→ ACTION ITEM
Each of the entries should be output exactly, with nothing left out.
★ ★ ★ ★ ★ ★ ★
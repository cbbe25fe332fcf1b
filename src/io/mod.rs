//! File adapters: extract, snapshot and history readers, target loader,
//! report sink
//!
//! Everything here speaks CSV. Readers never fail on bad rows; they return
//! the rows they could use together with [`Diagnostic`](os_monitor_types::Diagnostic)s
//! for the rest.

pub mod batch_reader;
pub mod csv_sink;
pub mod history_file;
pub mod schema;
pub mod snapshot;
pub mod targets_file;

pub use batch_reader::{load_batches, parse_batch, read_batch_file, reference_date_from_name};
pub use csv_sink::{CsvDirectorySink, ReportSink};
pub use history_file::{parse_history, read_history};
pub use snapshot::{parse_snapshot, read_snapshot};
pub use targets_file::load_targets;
★ ★ ★ ★ ★ ★ ★
→ WRITTEN RESPONSE
repository cbbe25fe332fcf1b
filename src/io/mod.rs
//! File adapters: extract, snapshot and history readers, target loader,
//! report sink
//!
//! Everything here speaks CSV. Readers never fail on bad rows; they return
//! the rows they could use together with [`Diagnostic`](os_monitor_types::Diagnostic)s
//! for the rest.

pub mod batch_reader;
pub mod csv_sink;
pub mod history_file;
pub mod schema;
pub mod snapshot;
pub mod targets_file;

pub use batch_reader::{load_batches, parse_batch, read_batch_file, reference_date_from_name};
pub use csv_sink::{CsvDirectorySink, ReportSink};
pub use history_file::{parse_history, read_history};
pub use snapshot::{parse_snapshot, read_snapshot};
pub use targets_file::load_targets;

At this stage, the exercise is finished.